Mitochondrial biochemistry and oxidative Stress in bipolar disorder: New horizons

Abstract

This article is a review of the effect of oxidative stress on Bipolar Disorder (BD). This disease is characterized as being chronic, severe with high morbidity, mortality, and high suicide rates. It is a progressive disease with episodes becoming successively shorter and frequent over time. Multiple alterations occur in the brain such as changes in neuroplasticity, neurotransmission, failures in apoptosis, activation in the immune-inflammatory process, with changes in the calcium signaling pathway; and more recently, on oxidative stress. These events involve a pathological reorganization in the brain and therefore are associated with morphological changes such as, a reduction in the volume of the prefrontal cortex, hippocampus, and an enlarged amygdala. These structural and biochemical changes are known as neuroprogression, with a difference between the initial and final stages of BD. Neurons and glial cells have a high energy demand, where biochemical and anatomic changes affect these cells and mainly organelles such as mitochondria.
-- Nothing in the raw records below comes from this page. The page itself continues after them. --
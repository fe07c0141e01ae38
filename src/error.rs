use std::num::NonZeroUsize;

use crate::config::CYCLE_SECS;

/// Configuration rejected by the wheel constructors.
#[derive(Debug, Clone, Copy, PartialEq, Eq, thiserror::Error)]
pub enum ConfigError {
    /// More slots than seconds in the cycle: the slot width would truncate to zero.
    #[error(
        "{slots} slots would truncate the slot width to zero (at most {max} allowed)",
        max = CYCLE_SECS
    )]
    SlotWidthTruncated { slots: usize },
}

/// Reasons a timer could not be scheduled.
///
/// The wheel is left untouched when `schedule` fails.
#[derive(Debug, Clone, Copy, PartialEq, Eq, thiserror::Error)]
pub enum ScheduleError {
    /// A shorter period would be due again on the tick right after each re-arm.
    #[error("periodic timer period of {delay}s is below the {slot_width}s slot width")]
    PeriodBelowSlotWidth { delay: u32, slot_width: u64 },
    #[error("wheel capacity of {capacity} entries exceeded")]
    CapacityExceeded { capacity: NonZeroUsize },
    #[error("failed to allocate storage for a timer entry")]
    AllocationFailed,
}

#[cfg(test)]
mod tests {
    use super::*;

    #[test]
    fn test_messages() {
        assert_eq!(
            ConfigError::SlotWidthTruncated { slots: 61 }.to_string(),
            "61 slots would truncate the slot width to zero (at most 60 allowed)"
        );
        assert_eq!(
            ScheduleError::CapacityExceeded {
                capacity: NonZeroUsize::new(4).unwrap()
            }
            .to_string(),
            "wheel capacity of 4 entries exceeded"
        );
        assert_eq!(
            ScheduleError::PeriodBelowSlotWidth {
                delay: 1,
                slot_width: 5
            }
            .to_string(),
            "periodic timer period of 1s is below the 5s slot width"
        );
    }
}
Mitochondria is a specialized organelle that generates adenosine triphosphate. It is considered the primary source of reactive oxygen species, produced through the electron transport chain, leading to oxidative stress. The role of oxidative stress in the pathophysiology of BD has been investigated in several studies, and consistently reported changes in antioxidant enzymes, lipid peroxidation, and nitric oxide levels. Pathophysiological mechanisms of BD contributes to an improved understanding of disease activity and may reveal possible solutions for diagnosis and prognosis.